THEY TRIED TO HANG THE 8-FOOT GIANT SLAVE IN FRONT OF THE ENTIRE PLANTATION — BUT WHEN THE ROPE SNAPPED, FEAR SWEPT THROUGH EVERYONE WATCHING

“You need water.”

His eyes moved to it, then to her.

“You risk too much for water.”

 

“I already lost too much to be careful over small things.”

Something changed in his face.

“Who did you lose?”

She should not have answered. Pain spoken aloud could become a handle for someone else to pull.

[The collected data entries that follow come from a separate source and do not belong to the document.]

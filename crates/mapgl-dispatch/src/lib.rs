//! GPU driver entry-point resolution for an embedded GL renderer.
//!
//! The embedded map renderer was not written to run as a guest inside
//! another renderer's context, so every driver symbol it touches goes
//! through this crate:
//!
//! - [`resolver`] decides, per call, which backend family is
//!   authoritative (desktop WGL vs ANGLE/EGL on Windows; the platform
//!   loader elsewhere) and never mixes the two.
//! - [`safe_mode`] overlays a denylist / stub substitution for entry
//!   points known to destabilize specific host drivers.
//! - [`liveness`] is a best-effort probe that a native object's
//!   dispatch table still points into live executable memory.

pub mod liveness;
pub mod resolver;
pub mod safe_mode;

pub use liveness::{looks_valid, GuardMode};
pub use resolver::{resolve, resolve_guest, resolve_with_fallbacks};
pub use safe_mode::SafeMode;
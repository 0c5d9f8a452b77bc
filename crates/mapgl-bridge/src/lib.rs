//! GPU Surface Bridge: zero-copy embedding of a GL map renderer's
//! output into a host UI toolkit's compositor.
//!
//! The bridge owns a GL render target (color texture + depth/stencil +
//! framebuffer) inside the host's context, drives the map renderer once
//! per host frame, and hands the host a borrowed texture handle to
//! composite. The pixels never leave the GPU.
//!
//! Two render paths exist, fixed at initialization:
//!
//! - same-thread: the renderer draws on the host render thread, in the
//!   host context, between snapshot and restore of the host's GL state;
//! - isolated: on platforms where the host context must not be used
//!   reentrantly, the renderer lives on a worker thread with its own
//!   context sharing the host's object namespace ([`isolated`]).
//!
//! Entry-point resolution, safe-mode driver workarounds, and the
//! dispatch-table liveness probe live in the `mapgl-dispatch` crate.

pub mod bridge;
pub mod config;
pub mod gl_api;
pub mod isolated;
pub mod render_target;
pub mod scheduler;
pub mod surface;

pub use bridge::{HostLoop, RedrawSignal, SizeSetter, SurfaceBridge};
pub use config::{BridgeConfig, RenderPathChoice};
pub use scheduler::RenderingStage;
pub use surface::{SurfaceHandle, TargetView, VerticalOrigin};

/// The map renderer's per-frame draw hook. The target framebuffer is
/// bound and the viewport set before it runs.
pub type RenderFn = Box<dyn FnMut(TargetView) -> anyhow::Result<()> + Send>;

/// Deferred renderer constructor, invoked once on the rendering thread.
pub type RendererFactory = Box<dyn FnOnce() -> anyhow::Result<RenderFn> + Send>;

“My brother. Abel. Sold downriver.”

He closed his eyes briefly.

“I had a sister,” he said.

Had.

The word sat between them.

Grace came closer and set the cup where he could reach. His fingers closed around it, huge against the tin. He drank slowly, though she knew he must have wanted to swallow it whole.

“What was her name?” Grace asked.

He looked at her for a long time.

“Ama.”

Grace repeated it silently, honoring the shape of it.

Then she said, “Your name is Kwame.”

He went still.

“No one uses that here.”

“I heard you.”

“It is dangerous to hear.”

“I know.”

He studied her then. Grace forced herself not to look away. She was nineteen, though grief had aged her around the eyes. Her mother had died two years before from fever after working wet fields. Her father had been sold when she was ten. Abel was gone. Everything she had loved had been scattered by men who wrote numbers beside names and called themselves lawful.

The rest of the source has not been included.